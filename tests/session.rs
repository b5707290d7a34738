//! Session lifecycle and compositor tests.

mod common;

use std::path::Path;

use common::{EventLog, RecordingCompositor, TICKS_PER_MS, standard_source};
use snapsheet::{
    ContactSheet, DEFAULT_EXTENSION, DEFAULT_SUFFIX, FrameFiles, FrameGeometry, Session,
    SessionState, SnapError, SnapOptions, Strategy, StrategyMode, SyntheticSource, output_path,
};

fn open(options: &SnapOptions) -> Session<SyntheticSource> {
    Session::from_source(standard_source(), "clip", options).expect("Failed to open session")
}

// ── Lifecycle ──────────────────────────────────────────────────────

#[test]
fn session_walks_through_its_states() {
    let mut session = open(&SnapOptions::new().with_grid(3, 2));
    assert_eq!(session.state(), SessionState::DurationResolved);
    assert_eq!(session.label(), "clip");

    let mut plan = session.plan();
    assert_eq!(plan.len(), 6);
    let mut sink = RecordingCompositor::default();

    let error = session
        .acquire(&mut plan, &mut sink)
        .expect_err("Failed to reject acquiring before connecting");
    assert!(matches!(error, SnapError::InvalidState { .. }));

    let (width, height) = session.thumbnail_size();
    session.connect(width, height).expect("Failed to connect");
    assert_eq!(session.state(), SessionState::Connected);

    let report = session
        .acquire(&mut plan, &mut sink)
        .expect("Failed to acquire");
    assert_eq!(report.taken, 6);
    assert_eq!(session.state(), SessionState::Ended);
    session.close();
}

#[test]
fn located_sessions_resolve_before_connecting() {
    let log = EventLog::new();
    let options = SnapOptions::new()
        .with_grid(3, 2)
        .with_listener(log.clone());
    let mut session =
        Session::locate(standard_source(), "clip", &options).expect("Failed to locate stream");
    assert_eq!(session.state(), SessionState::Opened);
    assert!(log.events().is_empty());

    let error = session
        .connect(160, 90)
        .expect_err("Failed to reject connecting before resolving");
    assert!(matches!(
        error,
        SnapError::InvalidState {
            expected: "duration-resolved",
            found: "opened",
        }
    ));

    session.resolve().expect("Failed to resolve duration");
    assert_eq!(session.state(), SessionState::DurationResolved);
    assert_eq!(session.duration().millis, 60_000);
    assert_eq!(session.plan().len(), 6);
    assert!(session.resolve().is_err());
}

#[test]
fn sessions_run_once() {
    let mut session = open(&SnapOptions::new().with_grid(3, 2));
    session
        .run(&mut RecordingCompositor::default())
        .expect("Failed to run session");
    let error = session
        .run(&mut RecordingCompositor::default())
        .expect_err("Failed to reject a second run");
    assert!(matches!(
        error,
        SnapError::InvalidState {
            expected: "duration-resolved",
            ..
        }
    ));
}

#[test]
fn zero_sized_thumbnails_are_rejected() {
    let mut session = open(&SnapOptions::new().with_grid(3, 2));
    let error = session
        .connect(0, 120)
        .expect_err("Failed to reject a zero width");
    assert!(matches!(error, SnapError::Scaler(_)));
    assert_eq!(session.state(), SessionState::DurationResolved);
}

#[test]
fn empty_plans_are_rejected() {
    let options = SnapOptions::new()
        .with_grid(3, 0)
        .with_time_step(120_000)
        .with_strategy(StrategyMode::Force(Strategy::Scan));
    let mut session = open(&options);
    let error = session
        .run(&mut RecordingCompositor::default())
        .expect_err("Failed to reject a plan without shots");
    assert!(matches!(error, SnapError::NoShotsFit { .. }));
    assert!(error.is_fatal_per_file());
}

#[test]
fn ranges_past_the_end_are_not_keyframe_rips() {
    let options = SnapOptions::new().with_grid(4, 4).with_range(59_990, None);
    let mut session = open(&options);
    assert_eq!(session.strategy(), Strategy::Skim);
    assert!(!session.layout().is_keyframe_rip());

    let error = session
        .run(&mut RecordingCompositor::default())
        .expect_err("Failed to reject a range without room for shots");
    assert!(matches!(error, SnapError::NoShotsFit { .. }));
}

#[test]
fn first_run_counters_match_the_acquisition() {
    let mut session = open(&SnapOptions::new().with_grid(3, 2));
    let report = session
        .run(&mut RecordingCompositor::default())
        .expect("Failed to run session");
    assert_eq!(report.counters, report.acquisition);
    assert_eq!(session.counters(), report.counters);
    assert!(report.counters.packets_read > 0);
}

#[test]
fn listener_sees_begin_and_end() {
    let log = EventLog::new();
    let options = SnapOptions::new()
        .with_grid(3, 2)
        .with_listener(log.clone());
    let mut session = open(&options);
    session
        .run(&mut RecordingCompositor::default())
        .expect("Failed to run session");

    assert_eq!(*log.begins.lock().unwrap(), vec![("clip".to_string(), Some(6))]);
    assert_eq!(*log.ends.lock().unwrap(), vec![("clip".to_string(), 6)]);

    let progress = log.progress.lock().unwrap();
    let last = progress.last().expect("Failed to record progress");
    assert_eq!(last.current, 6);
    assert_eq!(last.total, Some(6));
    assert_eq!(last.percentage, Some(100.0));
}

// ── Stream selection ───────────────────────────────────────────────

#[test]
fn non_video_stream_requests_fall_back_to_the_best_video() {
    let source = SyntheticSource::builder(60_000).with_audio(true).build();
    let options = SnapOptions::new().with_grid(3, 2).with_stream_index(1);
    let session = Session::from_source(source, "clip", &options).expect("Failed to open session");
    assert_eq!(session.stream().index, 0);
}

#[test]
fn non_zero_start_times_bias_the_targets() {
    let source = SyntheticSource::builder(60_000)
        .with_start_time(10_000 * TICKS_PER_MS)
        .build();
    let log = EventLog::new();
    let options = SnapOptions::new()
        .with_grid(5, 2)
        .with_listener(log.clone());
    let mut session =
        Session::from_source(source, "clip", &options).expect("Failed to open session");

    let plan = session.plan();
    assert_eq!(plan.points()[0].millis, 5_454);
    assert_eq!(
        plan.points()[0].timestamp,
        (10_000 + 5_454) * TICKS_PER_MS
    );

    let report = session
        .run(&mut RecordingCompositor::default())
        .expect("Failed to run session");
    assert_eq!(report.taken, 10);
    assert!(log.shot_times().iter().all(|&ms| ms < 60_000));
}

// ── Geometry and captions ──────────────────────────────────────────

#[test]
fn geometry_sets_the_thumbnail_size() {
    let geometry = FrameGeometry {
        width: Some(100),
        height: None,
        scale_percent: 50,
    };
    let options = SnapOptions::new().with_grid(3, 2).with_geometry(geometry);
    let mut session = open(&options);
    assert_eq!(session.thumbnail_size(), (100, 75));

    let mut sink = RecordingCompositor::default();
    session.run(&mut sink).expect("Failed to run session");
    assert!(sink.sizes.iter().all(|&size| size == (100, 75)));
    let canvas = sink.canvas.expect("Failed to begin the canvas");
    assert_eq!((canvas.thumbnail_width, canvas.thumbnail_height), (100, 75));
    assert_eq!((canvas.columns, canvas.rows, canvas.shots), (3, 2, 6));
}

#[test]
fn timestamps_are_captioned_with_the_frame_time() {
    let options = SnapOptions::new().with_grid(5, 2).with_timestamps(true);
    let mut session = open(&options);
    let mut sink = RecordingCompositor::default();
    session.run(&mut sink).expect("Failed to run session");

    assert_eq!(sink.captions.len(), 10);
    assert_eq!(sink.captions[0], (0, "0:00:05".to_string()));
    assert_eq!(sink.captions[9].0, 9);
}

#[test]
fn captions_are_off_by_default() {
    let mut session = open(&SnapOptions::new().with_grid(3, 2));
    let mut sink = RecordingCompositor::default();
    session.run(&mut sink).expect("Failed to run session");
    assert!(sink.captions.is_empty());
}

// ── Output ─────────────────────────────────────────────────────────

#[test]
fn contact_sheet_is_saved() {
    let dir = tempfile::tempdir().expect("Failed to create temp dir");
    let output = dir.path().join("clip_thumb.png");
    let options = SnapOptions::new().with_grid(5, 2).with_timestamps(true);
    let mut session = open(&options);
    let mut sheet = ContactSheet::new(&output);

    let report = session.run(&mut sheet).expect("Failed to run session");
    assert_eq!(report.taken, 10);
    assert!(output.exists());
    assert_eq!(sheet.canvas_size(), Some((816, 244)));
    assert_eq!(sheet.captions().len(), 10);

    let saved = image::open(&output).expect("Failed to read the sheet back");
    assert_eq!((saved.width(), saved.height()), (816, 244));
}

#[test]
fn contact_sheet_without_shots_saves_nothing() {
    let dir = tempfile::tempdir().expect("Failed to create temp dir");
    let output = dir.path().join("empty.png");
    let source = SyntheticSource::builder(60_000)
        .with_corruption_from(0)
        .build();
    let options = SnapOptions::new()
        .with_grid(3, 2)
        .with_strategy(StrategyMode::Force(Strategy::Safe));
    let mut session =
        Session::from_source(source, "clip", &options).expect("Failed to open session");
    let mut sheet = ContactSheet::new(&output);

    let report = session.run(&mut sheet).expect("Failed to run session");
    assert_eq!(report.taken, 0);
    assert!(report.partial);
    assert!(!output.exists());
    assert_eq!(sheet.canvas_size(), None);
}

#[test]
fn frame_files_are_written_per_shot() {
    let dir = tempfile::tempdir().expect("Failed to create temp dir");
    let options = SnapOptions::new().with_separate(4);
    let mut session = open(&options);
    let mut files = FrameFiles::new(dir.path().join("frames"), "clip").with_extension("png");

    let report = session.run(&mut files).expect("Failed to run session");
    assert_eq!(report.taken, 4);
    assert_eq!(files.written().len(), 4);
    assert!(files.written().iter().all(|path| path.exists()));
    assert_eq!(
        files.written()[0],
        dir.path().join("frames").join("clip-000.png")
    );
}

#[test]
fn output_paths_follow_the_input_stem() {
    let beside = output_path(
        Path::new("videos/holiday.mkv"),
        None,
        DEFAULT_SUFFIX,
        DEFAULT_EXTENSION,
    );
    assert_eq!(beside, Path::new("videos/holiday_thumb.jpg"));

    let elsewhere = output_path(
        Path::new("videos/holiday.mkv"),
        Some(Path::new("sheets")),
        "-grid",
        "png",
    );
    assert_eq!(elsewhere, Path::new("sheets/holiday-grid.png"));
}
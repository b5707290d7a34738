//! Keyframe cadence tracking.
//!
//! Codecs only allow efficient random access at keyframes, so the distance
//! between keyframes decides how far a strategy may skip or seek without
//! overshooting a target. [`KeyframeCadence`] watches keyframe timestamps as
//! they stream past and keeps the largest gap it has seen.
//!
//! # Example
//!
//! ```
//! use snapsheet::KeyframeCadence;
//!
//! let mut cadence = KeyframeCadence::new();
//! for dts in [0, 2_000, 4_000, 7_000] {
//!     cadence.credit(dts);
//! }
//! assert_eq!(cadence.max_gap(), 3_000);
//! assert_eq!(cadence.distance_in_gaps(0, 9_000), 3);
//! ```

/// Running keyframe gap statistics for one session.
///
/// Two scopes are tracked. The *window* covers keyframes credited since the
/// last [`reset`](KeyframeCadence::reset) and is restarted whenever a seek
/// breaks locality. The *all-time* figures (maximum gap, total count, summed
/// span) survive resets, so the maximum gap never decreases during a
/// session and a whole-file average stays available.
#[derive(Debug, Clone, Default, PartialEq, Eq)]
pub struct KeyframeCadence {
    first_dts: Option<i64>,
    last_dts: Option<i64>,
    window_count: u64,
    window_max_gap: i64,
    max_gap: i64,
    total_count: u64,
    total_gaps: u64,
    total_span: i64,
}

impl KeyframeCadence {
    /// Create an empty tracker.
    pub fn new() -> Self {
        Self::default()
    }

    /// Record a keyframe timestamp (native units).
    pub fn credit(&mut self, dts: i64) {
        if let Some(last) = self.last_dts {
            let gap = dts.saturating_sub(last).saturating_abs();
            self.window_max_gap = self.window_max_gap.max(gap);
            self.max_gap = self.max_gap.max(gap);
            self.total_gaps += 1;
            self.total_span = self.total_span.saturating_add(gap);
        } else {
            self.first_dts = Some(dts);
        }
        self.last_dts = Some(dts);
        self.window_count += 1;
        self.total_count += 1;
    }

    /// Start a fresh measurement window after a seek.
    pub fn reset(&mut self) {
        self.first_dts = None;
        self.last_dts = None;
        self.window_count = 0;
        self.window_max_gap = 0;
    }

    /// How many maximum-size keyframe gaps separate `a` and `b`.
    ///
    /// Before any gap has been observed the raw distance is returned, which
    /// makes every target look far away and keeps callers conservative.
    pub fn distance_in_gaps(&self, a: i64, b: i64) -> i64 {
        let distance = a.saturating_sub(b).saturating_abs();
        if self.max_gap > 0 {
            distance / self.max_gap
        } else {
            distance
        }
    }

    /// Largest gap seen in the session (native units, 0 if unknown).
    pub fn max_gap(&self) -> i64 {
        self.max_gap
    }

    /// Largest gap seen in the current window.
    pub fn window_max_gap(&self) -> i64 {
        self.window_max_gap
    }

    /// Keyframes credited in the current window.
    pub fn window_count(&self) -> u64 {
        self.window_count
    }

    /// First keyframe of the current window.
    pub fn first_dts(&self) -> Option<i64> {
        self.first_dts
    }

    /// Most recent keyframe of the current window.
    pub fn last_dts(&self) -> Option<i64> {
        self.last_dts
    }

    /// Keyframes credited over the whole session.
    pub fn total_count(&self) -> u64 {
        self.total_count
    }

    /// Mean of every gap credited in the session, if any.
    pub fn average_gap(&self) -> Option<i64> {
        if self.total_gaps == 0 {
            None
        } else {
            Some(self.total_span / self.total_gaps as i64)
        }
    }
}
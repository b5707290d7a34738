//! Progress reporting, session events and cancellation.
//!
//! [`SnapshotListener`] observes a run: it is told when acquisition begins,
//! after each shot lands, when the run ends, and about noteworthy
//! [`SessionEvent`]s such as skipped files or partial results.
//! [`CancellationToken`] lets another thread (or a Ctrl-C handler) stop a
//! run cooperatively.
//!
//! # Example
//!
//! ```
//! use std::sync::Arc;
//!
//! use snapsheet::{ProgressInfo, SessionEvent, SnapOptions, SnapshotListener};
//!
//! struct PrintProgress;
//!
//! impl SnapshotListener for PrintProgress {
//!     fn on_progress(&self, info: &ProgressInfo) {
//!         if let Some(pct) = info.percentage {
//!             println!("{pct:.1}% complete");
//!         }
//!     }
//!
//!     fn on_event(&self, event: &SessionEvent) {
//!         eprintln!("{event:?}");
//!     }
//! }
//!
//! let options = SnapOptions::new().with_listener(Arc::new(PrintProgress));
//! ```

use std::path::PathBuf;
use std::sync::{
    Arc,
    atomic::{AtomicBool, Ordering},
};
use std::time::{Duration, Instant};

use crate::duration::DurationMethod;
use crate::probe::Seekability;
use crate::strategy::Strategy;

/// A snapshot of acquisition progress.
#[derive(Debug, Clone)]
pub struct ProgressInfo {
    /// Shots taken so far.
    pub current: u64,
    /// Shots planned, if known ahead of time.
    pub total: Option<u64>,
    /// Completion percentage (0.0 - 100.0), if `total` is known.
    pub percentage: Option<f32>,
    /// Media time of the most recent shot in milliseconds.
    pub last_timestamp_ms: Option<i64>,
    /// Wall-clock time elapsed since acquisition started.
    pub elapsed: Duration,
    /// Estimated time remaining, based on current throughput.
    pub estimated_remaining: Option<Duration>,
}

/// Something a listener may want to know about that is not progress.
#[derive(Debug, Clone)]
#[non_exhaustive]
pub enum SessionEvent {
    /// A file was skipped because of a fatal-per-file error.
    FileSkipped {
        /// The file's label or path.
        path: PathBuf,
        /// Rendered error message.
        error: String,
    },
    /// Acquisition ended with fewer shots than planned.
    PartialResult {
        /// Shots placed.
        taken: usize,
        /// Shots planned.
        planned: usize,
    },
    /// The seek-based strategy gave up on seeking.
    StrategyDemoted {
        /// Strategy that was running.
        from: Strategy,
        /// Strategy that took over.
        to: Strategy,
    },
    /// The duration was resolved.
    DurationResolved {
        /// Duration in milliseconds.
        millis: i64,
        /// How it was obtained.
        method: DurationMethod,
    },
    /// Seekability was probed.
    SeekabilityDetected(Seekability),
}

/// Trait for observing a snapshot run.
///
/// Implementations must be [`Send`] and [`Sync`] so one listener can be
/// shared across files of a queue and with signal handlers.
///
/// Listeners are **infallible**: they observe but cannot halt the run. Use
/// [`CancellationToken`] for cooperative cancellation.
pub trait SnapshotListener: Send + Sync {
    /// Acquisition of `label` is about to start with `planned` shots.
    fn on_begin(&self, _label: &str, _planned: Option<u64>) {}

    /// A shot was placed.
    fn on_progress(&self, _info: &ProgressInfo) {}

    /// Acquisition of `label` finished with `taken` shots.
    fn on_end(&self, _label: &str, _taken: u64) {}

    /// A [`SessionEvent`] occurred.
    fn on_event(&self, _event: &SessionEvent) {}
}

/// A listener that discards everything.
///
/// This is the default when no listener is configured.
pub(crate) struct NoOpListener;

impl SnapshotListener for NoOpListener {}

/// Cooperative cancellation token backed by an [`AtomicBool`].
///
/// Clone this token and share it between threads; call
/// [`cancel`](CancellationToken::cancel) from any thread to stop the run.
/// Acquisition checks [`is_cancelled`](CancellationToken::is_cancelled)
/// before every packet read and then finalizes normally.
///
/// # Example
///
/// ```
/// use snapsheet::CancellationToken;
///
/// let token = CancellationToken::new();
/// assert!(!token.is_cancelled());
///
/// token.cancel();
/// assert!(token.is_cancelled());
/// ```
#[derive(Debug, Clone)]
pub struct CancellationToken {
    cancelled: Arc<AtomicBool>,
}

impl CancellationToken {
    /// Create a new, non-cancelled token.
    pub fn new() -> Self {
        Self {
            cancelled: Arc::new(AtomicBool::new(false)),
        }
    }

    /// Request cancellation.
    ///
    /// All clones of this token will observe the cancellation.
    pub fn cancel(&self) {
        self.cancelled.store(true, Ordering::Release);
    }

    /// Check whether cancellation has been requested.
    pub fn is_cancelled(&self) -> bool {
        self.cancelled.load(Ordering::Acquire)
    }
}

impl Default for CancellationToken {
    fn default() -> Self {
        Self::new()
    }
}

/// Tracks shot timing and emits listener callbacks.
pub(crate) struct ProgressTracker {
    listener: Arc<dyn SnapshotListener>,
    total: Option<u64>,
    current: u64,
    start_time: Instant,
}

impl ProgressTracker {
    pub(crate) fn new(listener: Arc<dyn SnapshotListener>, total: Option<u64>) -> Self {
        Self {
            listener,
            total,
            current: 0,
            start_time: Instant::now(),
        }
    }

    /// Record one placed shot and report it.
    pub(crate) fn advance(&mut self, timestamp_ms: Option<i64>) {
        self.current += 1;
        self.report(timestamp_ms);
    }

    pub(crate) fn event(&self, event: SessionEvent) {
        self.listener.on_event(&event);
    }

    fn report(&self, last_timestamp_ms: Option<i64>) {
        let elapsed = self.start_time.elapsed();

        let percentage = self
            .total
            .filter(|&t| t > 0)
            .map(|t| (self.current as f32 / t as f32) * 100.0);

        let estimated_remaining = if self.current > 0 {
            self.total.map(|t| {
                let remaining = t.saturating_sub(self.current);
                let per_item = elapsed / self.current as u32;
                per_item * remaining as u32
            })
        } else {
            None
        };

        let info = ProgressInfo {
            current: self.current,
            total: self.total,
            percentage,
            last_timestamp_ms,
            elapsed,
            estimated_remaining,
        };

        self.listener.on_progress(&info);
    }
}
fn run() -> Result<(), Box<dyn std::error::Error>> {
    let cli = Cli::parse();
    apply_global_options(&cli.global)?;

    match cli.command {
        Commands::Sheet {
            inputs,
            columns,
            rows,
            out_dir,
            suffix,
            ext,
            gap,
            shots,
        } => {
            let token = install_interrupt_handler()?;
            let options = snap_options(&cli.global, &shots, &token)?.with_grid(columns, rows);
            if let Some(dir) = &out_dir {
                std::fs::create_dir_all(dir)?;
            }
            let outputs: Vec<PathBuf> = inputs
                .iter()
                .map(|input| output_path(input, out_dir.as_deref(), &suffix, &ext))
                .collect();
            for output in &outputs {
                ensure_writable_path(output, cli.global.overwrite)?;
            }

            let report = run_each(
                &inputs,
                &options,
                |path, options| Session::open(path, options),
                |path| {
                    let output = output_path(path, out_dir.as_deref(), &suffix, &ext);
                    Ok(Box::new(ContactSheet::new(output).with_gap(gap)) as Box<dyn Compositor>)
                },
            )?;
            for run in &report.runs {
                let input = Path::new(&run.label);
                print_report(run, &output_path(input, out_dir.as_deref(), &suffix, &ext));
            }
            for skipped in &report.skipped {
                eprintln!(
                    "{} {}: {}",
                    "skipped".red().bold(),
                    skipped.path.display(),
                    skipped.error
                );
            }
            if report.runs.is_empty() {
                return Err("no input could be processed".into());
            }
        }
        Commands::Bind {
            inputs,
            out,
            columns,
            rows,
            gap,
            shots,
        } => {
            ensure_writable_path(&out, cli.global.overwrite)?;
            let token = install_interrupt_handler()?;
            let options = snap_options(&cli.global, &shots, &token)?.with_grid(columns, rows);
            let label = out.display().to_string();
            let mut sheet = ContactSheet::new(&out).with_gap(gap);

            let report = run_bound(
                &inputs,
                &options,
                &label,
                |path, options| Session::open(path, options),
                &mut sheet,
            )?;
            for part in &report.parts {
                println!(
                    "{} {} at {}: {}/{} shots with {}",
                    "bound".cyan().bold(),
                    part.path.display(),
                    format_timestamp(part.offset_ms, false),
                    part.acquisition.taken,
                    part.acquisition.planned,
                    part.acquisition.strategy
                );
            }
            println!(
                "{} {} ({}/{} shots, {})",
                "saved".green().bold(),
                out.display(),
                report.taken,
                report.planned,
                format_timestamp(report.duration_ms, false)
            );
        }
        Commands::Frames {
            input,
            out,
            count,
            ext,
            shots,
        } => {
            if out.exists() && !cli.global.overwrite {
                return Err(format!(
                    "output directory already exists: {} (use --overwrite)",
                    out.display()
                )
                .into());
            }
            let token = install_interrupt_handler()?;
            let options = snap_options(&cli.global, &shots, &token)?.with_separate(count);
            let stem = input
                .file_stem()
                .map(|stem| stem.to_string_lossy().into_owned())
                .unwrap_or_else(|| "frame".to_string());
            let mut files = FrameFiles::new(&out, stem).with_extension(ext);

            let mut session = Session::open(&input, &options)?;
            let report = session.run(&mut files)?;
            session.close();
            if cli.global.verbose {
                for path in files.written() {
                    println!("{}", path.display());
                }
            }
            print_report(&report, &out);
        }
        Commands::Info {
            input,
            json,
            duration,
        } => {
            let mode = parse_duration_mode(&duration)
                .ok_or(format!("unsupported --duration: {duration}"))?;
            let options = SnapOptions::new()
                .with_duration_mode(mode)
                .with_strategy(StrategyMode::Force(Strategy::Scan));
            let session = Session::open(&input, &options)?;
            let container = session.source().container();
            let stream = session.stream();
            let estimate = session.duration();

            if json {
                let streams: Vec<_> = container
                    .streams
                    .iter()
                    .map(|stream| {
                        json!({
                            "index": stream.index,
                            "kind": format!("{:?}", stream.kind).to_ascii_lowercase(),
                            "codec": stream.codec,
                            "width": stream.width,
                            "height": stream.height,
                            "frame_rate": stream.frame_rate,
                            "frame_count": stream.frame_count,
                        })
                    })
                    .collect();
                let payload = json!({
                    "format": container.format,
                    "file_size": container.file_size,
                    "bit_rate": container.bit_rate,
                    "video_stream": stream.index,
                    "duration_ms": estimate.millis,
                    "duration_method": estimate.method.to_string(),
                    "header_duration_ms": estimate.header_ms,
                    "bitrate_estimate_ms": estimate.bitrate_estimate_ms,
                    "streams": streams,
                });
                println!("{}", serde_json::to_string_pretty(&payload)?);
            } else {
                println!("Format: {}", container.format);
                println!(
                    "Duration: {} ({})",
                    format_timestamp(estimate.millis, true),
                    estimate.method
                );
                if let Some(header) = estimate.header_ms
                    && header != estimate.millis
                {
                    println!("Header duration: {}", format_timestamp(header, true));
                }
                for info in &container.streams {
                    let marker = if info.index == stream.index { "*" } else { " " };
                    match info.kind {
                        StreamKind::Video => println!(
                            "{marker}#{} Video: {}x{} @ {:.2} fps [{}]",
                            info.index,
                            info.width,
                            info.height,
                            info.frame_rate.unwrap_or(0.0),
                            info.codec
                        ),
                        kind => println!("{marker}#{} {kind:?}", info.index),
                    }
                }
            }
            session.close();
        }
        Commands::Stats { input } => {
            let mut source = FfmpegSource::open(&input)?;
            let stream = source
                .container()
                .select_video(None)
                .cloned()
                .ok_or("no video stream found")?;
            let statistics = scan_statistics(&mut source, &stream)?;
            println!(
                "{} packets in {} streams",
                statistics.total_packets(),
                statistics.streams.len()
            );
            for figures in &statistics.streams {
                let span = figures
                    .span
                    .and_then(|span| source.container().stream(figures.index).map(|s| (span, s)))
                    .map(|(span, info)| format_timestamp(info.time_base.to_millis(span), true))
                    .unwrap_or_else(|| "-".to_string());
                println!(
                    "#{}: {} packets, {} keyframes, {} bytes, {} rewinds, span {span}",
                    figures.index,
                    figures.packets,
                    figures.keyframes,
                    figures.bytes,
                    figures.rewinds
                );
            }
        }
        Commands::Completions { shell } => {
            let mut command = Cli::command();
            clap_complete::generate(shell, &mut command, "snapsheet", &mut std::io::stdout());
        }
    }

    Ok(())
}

◆ Directions for this task ◆
Repeat verbatim the opening run of entries, ending with the line that contains "fn open(options: &SnapOptions)".

◆ Problem solution ◆
filename tests/session.rs
repository b5707290d7a34738
//! Session lifecycle and compositor tests.

mod common;

use std::path::Path;

use common::{EventLog, RecordingCompositor, TICKS_PER_MS, standard_source};
use snapsheet::{
    ContactSheet, DEFAULT_EXTENSION, DEFAULT_SUFFIX, FrameFiles, FrameGeometry, Session,
    SessionState, SnapError, SnapOptions, Strategy, StrategyMode, SyntheticSource, output_path,
};

fn open(options: &SnapOptions) -> Session<SyntheticSource> {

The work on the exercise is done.